◆ **Instructions to follow**:
Retype, word for word, each line between the lines holding "Each collection is" and "injected as the", inclusive, and leave the rest of the data alone.

Stored data:
==========

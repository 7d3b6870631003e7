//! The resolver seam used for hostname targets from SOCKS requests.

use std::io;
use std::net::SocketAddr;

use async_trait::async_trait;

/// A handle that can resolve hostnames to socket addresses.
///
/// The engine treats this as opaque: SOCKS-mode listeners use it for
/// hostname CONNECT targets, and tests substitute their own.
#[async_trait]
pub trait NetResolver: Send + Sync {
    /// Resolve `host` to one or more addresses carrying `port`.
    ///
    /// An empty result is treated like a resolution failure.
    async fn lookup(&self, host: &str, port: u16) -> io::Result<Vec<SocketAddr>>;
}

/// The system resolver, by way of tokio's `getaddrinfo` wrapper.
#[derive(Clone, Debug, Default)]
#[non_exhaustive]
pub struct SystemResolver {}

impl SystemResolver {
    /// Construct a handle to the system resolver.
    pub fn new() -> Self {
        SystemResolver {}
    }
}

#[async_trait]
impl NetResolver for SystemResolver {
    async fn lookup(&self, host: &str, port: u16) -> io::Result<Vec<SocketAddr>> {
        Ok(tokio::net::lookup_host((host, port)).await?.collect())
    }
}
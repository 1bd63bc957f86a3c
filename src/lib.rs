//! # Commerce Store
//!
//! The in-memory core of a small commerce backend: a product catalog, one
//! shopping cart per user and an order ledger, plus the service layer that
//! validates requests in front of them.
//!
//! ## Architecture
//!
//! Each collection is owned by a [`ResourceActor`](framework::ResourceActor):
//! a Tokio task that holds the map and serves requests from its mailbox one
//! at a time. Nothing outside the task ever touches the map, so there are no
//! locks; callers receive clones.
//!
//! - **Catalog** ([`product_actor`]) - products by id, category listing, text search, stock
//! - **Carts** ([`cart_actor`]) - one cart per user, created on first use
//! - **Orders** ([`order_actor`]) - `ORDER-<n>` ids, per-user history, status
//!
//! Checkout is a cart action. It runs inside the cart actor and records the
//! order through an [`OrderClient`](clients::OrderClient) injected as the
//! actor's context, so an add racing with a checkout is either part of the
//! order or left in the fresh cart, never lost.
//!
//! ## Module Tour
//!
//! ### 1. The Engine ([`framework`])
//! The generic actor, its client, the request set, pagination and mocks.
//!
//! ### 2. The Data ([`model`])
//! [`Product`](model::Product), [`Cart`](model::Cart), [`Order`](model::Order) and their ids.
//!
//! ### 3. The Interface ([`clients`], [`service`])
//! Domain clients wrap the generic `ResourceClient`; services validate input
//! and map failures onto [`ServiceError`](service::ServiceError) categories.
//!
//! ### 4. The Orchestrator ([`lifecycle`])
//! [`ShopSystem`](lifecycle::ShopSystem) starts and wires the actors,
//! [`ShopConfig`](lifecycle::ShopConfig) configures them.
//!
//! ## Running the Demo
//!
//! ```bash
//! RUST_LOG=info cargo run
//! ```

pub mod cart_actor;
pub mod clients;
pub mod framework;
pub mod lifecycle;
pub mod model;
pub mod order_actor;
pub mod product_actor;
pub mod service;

==========

◆ **Reply to the exercise**:
//! Each collection is owned by a [`ResourceActor`](framework::ResourceActor):
//! a Tokio task that holds the map and serves requests from its mailbox one
//! at a time. Nothing outside the task ever touches the map, so there are no
//! locks; callers receive clones.
//!
//! - **Catalog** ([`product_actor`]) - products by id, category listing, text search, stock
//! - **Carts** ([`cart_actor`]) - one cart per user, created on first use
//! - **Orders** ([`order_actor`]) - `ORDER-<n>` ids, per-user history, status
//!
//! Checkout is a cart action. It runs inside the cart actor and records the
//! order through an [`OrderClient`](clients::OrderClient) injected as the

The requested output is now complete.